Reading time ~13 minutes

Convolutional neural networks (convnets) are all the rage right now. Training a convnet on any reasonably sized dataset is very computationally intensive, so GPU acceleration is indispensible. In this post I’ll show how you can use the blazing fast convolution implementation from Alex Krizhevsky’s cuda-convnet in Theano.

As an example, I’ll also show how the LeNet deep learning tutorial on convolutional neural networks can be modified to use this convolution implementation instead of Theano’s own, resulting in a 3x speedup.

Introduction

Quite a few libraries offering GPU-accelerated convnet training have sprung up in recent years: cuda-convnet, Caffe and Torch7 are just a few. I’ve been using Theano for anything deep learning-related, because it offers a few advantages:

  • it allows you to specify your models symbolically, and compiles this representation to optimised code for both CPU and GPU. It (almost) eliminates the need to deal with implementation details;
  • it does symbolic differentiation: given an expression, it can compute gradients for you.

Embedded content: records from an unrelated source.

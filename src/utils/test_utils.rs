use crate::api::{
    Backend, BackendError, ChatByteStream, ChatRequest, ListModelsRequest, UploadRequest,
};
use crate::core::settings::{ApiKeys, AvailableModels, CustomProvider};
use async_trait::async_trait;
use futures_util::stream::{self, StreamExt};
use std::collections::{HashSet, VecDeque};
use std::sync::atomic::{AtomicBool, Ordering};
use std::sync::Mutex;
use tokio::sync::mpsc;

/// One recorded call against [`MockBackend`].
#[derive(Debug, Clone, PartialEq)]
pub enum BackendCall {
    Chat(ChatRequest),
    Upload {
        file_name: String,
        space_id: String,
        chat_id: Option<String>,
        add_to_space: bool,
    },
    SaveKeys(ApiKeys),
    LoadKeys,
    SaveProviders(Vec<CustomProvider>),
    LoadProviders,
    ListModels(ListModelsRequest),
    DeleteChat {
        space_id: String,
        conversation_id: String,
    },
    DeleteSpace(String),
}

/// Scripted reply for one chat call.
pub enum ChatScript {
    /// Yield each chunk in order, then end the stream.
    Chunks(Vec<Result<Vec<u8>, BackendError>>),
    /// Fail before any bytes are produced.
    Reject(BackendError),
    /// Yield whatever the test pushes, ending when the sender is dropped.
    Channel(mpsc::UnboundedReceiver<Result<Vec<u8>, BackendError>>),
}

impl ChatScript {
    pub fn text_chunks(chunks: &[&str]) -> Self {
        ChatScript::Chunks(
            chunks
                .iter()
                .map(|chunk| Ok(chunk.as_bytes().to_vec()))
                .collect(),
        )
    }

    pub fn status(status: u16, body: &str) -> Self {
        ChatScript::Reject(BackendError::Status {
            status,
            body: body.to_string(),
        })
    }
}

/// Scripted [`Backend`] that records every call.
#[derive(Default)]
pub struct MockBackend {
    calls: Mutex<Vec<BackendCall>>,
    chat_scripts: Mutex<VecDeque<ChatScript>>,
    models: Mutex<VecDeque<Result<AvailableModels, String>>>,
    stored_keys: Mutex<ApiKeys>,
    stored_providers: Mutex<Vec<CustomProvider>>,
    failing_uploads: Mutex<HashSet<String>>,
    fail_deletes: AtomicBool,
    fail_loads: AtomicBool,
}

impl MockBackend {
    pub fn new() -> Self {
        Self::default()
    }

    pub fn with_chat_script(self, script: ChatScript) -> Self {
        self.push_chat_script(script);
        self
    }

    pub fn push_chat_script(&self, script: ChatScript) {
        self.chat_scripts
            .lock()
            .expect("chat script lock")
            .push_back(script);
    }

    /// Queue a model listing. Once the queue is drained every call returns
    /// an empty listing.
    pub fn push_models(&self, models: Result<AvailableModels, String>) {
        self.models.lock().expect("models lock").push_back(models);
    }

    pub fn with_stored_keys(self, keys: ApiKeys) -> Self {
        *self.stored_keys.lock().expect("keys lock") = keys;
        self
    }

    pub fn with_stored_providers(self, providers: Vec<CustomProvider>) -> Self {
        *self.stored_providers.lock().expect("providers lock") = providers;
        self
    }

    pub fn fail_upload(self, file_name: &str) -> Self {
        self.failing_uploads
            .lock()
            .expect("uploads lock")
            .insert(file_name.to_string());
        self
    }

    pub fn fail_deletes(self) -> Self {
        self.fail_deletes.store(true, Ordering::SeqCst);
        self
    }

    pub fn fail_loads(self) -> Self {
        self.fail_loads.store(true, Ordering::SeqCst);
        self
    }

    pub fn calls(&self) -> Vec<BackendCall> {
        self.calls.lock().expect("calls lock").clone()
    }

    pub fn chat_requests(&self) -> Vec<ChatRequest> {
        self.calls()
            .into_iter()
            .filter_map(|call| match call {
                BackendCall::Chat(request) => Some(request),
                _ => None,
            })
            .collect()
    }

    pub fn count(&self, predicate: impl Fn(&BackendCall) -> bool) -> usize {
        self.calls().iter().filter(|call| predicate(call)).count()
    }

    fn record(&self, call: BackendCall) {
        self.calls.lock().expect("calls lock").push(call);
    }

    fn load_failure(&self) -> Result<(), BackendError> {
        if self.fail_loads.load(Ordering::SeqCst) {
            Err(BackendError::Transport("load refused".into()))
        } else {
            Ok(())
        }
    }
}

#[async_trait]
impl Backend for MockBackend {
    async fn chat(&self, request: &ChatRequest) -> Result<ChatByteStream, BackendError> {
        self.record(BackendCall::Chat(request.clone()));
        let script = self
            .chat_scripts
            .lock()
            .expect("chat script lock")
            .pop_front()
            .unwrap_or(ChatScript::Chunks(Vec::new()));

        match script {
            ChatScript::Chunks(chunks) => Ok(stream::iter(chunks).boxed()),
            ChatScript::Reject(err) => Err(err),
            ChatScript::Channel(receiver) => Ok(stream::unfold(receiver, |mut receiver| async move {
                receiver.recv().await.map(|item| (item, receiver))
            })
            .boxed()),
        }
    }

    async fn upload(&self, upload: UploadRequest) -> Result<(), BackendError> {
        self.record(BackendCall::Upload {
            file_name: upload.file_name.clone(),
            space_id: upload.space_id.clone(),
            chat_id: upload.chat_id.clone(),
            add_to_space: upload.add_to_space,
        });
        if self
            .failing_uploads
            .lock()
            .expect("uploads lock")
            .contains(&upload.file_name)
        {
            return Err(BackendError::Status {
                status: 500,
                body: "upload rejected".into(),
            });
        }
        Ok(())
    }

    async fn save_keys(&self, keys: &ApiKeys) -> Result<(), BackendError> {
        self.record(BackendCall::SaveKeys(keys.clone()));
        *self.stored_keys.lock().expect("keys lock") = keys.clone();
        Ok(())
    }

    async fn load_keys(&self) -> Result<ApiKeys, BackendError> {
        self.record(BackendCall::LoadKeys);
        self.load_failure()?;
        Ok(self.stored_keys.lock().expect("keys lock").clone())
    }

    async fn save_providers(&self, providers: &[CustomProvider]) -> Result<(), BackendError> {
        self.record(BackendCall::SaveProviders(providers.to_vec()));
        *self.stored_providers.lock().expect("providers lock") = providers.to_vec();
        Ok(())
    }

    async fn load_providers(&self) -> Result<Vec<CustomProvider>, BackendError> {
        self.record(BackendCall::LoadProviders);
        self.load_failure()?;
        Ok(self.stored_providers.lock().expect("providers lock").clone())
    }

    async fn list_models(
        &self,
        request: &ListModelsRequest,
    ) -> Result<AvailableModels, BackendError> {
        self.record(BackendCall::ListModels(request.clone()));
        let next = self.models.lock().expect("models lock").pop_front();
        match next {
            Some(Ok(models)) => Ok(models),
            Some(Err(message)) => Err(BackendError::Transport(message)),
            None => Ok(AvailableModels::default()),
        }
    }

    async fn delete_chat(
        &self,
        space_id: &str,
        conversation_id: &str,
    ) -> Result<(), BackendError> {
        self.record(BackendCall::DeleteChat {
            space_id: space_id.to_string(),
            conversation_id: conversation_id.to_string(),
        });
        if self.fail_deletes.load(Ordering::SeqCst) {
            return Err(BackendError::Transport("delete timed out".into()));
        }
        Ok(())
    }

    async fn delete_space(&self, space_id: &str) -> Result<(), BackendError> {
        self.record(BackendCall::DeleteSpace(space_id.to_string()));
        if self.fail_deletes.load(Ordering::SeqCst) {
            return Err(BackendError::Transport("delete timed out".into()));
        }
        Ok(())
    }
}
use std::error::Error;

fn main() -> Result<(), Box<dyn Error>> {
    spacechat::cli::main()
}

The combination of these two advantages makes Theano ideal for rapid prototyping of machine learning models trained with gradient descent. For example, if you want to try a different objective function, just change that one line of code where you define it, and Theano takes care of the rest. No need to recompute the gradients, and no tedious optimisation to get it to run fast enough. This is a huge time saver.

Performance vs. flexibility

Theano comes with a 2D convolution operator out of the box, but its GPU implementation hasn’t been the most efficient for a while now, and other libraries have surpassed it in performance. Unfortunately, they don’t typically offer the flexibility that Theano offers.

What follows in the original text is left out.